Chapter 28.

27 4 8
                                    

◂◂ ► Ⅱ ▸▸

Valery masih tak melakukan pergerakan apapun di kamarnya. Ia hanya duduk terdiam diatas kasur birunya, menatap pantulan dirinya di depan kaca yang telah berseragam sekolah rapi seperti biasa.

Pikirannya kosong. Valery menatap sosok bayangan di kaca sana— bertanya-tanya siapa diri tersebut sebenarnya? Selagi suara adu cek-cok di bawah sana masih berdengung di dalam telinga. Apakah, dia benar sudah sakit lagi? Apakah sosok yang tidak diinginkannya akan kembali datang lagi? Benarkah? Sejak kapan? Padahal ia sudah berusaha untuk menahannya. Bersusah payah menguncinya kuat-kuat di dalam penjara bawah dirinya.

Keceklan bunyi pintu membuyarkan Valery agar beralih menatap sosok wanita yang tersenyum lembut. Di tatapnya wanita itu dengan tatapan lelah Valery. Ibu sudah menyembunyikan tangisannya dari semalam.
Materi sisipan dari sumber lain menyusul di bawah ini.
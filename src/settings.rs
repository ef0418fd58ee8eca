use anyhow::{Context, Result};
use serde::{Deserialize, Serialize};
use std::{
    env, fs,
    path::PathBuf,
    sync::{PoisonError, RwLock},
};

use crate::log_warn;

const ENABLE_LOGS: bool = true;
const LOG_TAG: &str = "settings";

pub const DEFAULT_GEMINI_MODEL: &str = "gemini-2.0-flash";
pub const GEMINI_PROVIDER: &str = "GEMINI";

pub const ENV_DATA_DIR: &str = "ODAKI_DATA_DIR";
pub const ENV_AI_PROVIDER: &str = "ODAKI_AI_PROVIDER";
pub const ENV_GEMINI_API_KEY: &str = "ODAKI_GEMINI_API_KEY";
pub const ENV_GEMINI_MODEL: &str = "ODAKI_GEMINI_MODEL";
pub const ENV_ALWAYS_REQUIRE_LOGIN: &str = "ODAKI_ALWAYS_REQUIRE_LOGIN";

const DEFAULT_DATA_DIR: &str = "odaki-data";

#[derive(Debug, Clone, Serialize, Deserialize, PartialEq)]
#[serde(default, rename_all = "camelCase")]
pub struct AiSettings {
    pub provider: String,
    pub gemini_api_key: Option<String>,
    pub gemini_model: String,
}

impl Default for AiSettings {
    fn default() -> Self {
        Self {
            provider: String::new(),
            gemini_api_key: None,
            gemini_model: DEFAULT_GEMINI_MODEL.into(),
        }
    }
}

impl AiSettings {
    /// The Gemini key, if the provider is switched to Gemini and a non-blank
    /// key is present.
    pub fn gemini_key(&self) -> Option<&str> {
        if !self.provider.eq_ignore_ascii_case(GEMINI_PROVIDER) {
            return None;
        }
        self.gemini_api_key
            .as_deref()
            .map(str::trim)
            .filter(|key| !key.is_empty())
    }
}

#[derive(Debug, Clone, Default, Serialize, Deserialize, PartialEq)]
#[serde(default, rename_all = "camelCase")]
pub struct DevSettings {
    /// Wipes onboarding, identity and local tasks once per process at startup.
    pub always_require_login: bool,
}

#[derive(Debug, Clone, Default, Serialize, Deserialize)]
#[serde(default)]
struct UserSettings {
    ai: AiSettings,
    dev: DevSettings,
}

/// Values read from the environment. They win over the file but are never
/// written back to it.
#[derive(Debug, Clone, Default)]
struct EnvOverrides {
    ai_provider: Option<String>,
    gemini_api_key: Option<String>,
    gemini_model: Option<String>,
    always_require_login: Option<bool>,
}

impl EnvOverrides {
    fn from_lookup(lookup: impl Fn(&str) -> Option<String>) -> Self {
        let non_empty = |key: &str| lookup(key).filter(|value| !value.trim().is_empty());
        Self {
            ai_provider: non_empty(ENV_AI_PROVIDER),
            gemini_api_key: non_empty(ENV_GEMINI_API_KEY),
            gemini_model: non_empty(ENV_GEMINI_MODEL),
            always_require_login: lookup(ENV_ALWAYS_REQUIRE_LOGIN).map(|value| parse_flag(&value)),
        }
    }
}

fn parse_flag(value: &str) -> bool {
    let value = value.trim();
    value == "1" || value.eq_ignore_ascii_case("true")
}

/// Where settings, the key-value cache and the document database live.
pub fn data_dir() -> PathBuf {
    env::var(ENV_DATA_DIR)
        .ok()
        .filter(|value| !value.trim().is_empty())
        .map(PathBuf::from)
        .unwrap_or_else(|| PathBuf::from(DEFAULT_DATA_DIR))
}

pub struct SettingsStore {
    path: PathBuf,
    data: RwLock<UserSettings>,
    env: EnvOverrides,
}

impl SettingsStore {
    pub fn new(path: PathBuf) -> Result<Self> {
        Self::with_env(path, |key| env::var(key).ok())
    }

    pub fn with_env(path: PathBuf, lookup: impl Fn(&str) -> Option<String>) -> Result<Self> {
        let data = if path.exists() {
            let contents = fs::read_to_string(&path)
                .with_context(|| format!("Failed to read settings from {}", path.display()))?;
            serde_json::from_str(&contents).unwrap_or_else(|err| {
                log_warn!("ignoring unreadable {}: {err}", path.display());
                UserSettings::default()
            })
        } else {
            UserSettings::default()
        };

        Ok(Self {
            path,
            data: RwLock::new(data),
            env: EnvOverrides::from_lookup(lookup),
        })
    }

    pub fn ai(&self) -> AiSettings {
        let mut ai = self
            .data
            .read()
            .unwrap_or_else(PoisonError::into_inner)
            .ai
            .clone();
        if let Some(provider) = &self.env.ai_provider {
            ai.provider = provider.clone();
        }
        if let Some(key) = &self.env.gemini_api_key {
            ai.gemini_api_key = Some(key.clone());
        }
        if let Some(model) = &self.env.gemini_model {
            ai.gemini_model = model.clone();
        }
        ai
    }

    pub fn dev(&self) -> DevSettings {
        let mut dev = self
            .data
            .read()
            .unwrap_or_else(PoisonError::into_inner)
            .dev
            .clone();
        if let Some(flag) = self.env.always_require_login {
            dev.always_require_login = flag;
        }
        dev
    }

    pub fn update_ai(&self, settings: AiSettings) -> Result<()> {
        let mut guard = self.data.write().unwrap_or_else(PoisonError::into_inner);
        guard.ai = settings;
        self.persist(&guard)
    }

    pub fn update_dev(&self, settings: DevSettings) -> Result<()> {
        let mut guard = self.data.write().unwrap_or_else(PoisonError::into_inner);
        guard.dev = settings;
        self.persist(&guard)
    }

    fn persist(&self, data: &UserSettings) -> Result<()> {
        let serialized = serde_json::to_string_pretty(data)?;
        fs::write(&self.path, serialized)
            .with_context(|| format!("Failed to write settings to {}", self.path.display()))
    }
}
Keadaan orang-orang dirumah sekarang benar tengah frustasi. Semuanya itu karena dia, karena Valery.

"Valey mau ke sekolah?" tanya Silvia.

Valery mengangguk menjawab, "Mau ada ujian sekolah."

Silvia menghela nafasnya sesaat. Gadis remaja itu kembali lupa lagi. Jauh hari sebelumnya Ibu sudah memintanya untuk tak pergi ke sekolah dulu di sementara waktu ini. Valery kemudian mengiyakannya, namun kebesokannya saat dibuka pintu kamar di pagi hari Valery sudah selalu terlihat mengenakan seragam hari seninnya di setiap paginya.

Silvia kembali menarik nafasnya dalam, lalu menghampiri Valery duduk di sampingnya, menatap perempuan tersebut dengan pancaran bola mata tulus dan indahnya–yang mana salah satu keistimewaan tersebut berhasil membuat Om Bagas yakin untuk bersamanya. Silvia menghelai halus rambut panjang Valery.

"Ujiannya diambil dari rumah dulu, ya?" ucap beliau lembut penuh belaian, "Valey mau gak hari ini kerumah sakit dulu?"

"Valey— sakit lagi ya, bu?"

Silvia hanya tersenyum, namun pupil matanya tampak kembali bergetar. Senyumnya pun terlihat seperti sambil menahan sesuatu yang mungkin sewaktu-waktu keluar jika dibiarkan. "Kamu kalau mulai minum obat-obatannya lagi, kamu mau gak Valey?"

Valery tersenyum kecil, mengambil telapak tangan Silvia untuk digenggam diatas telapak tangannya, "Iya, Valey mau sembuh."

Ibu tersenyum kian lebar dengan bola matanya yang semakin berkaca-kaca, "Iya, kamu pasti sembuh, kok."

•❅•


Kalian akan bisa merasakan tensi di sekitar Oki dalam langkahan besarnya, tensi yang begitu mencekam, tahanan dari amarah, kekerasan yang ia lontarkan kalau saja tidak dikurung.

Ia mempertanyakan fungsi dari sekolah itu sendiri. Siapa yang lebih bermasalah disini? Murid yang dibangun dengan karakter lingkungan buruk saat di rumah atau kualitas guru dan pendidikan yang tidak bisa mengelola keburukan tersebut untuk menjadi lebih baik, dari hal kecil saja, contohnya attitude?

Saat ia pergi mengantarkan surat tadi ke ruangan guru, di sepanjang koridor murid-murid sekolah ini terus membicarakan adiknya dengan omongan yang tidak-tidak.

Soal berbicara bahwa Valery kena karma, hilang akal, dan sampai mengata-ngatai orang tuanya karena telah menyekolahkan orang yang ternyata gila kesini. Sebenarnya sekolah ini memberikan pelajaran yang baik gak, sih?

Mobilnya pagi ini terpakir di halaman parkir sekolah Valery. Hampir saja ia meluapkan emosinya di dalam mobil tersebut, sebelum suatu suara serak yang membuatnya tertoleh.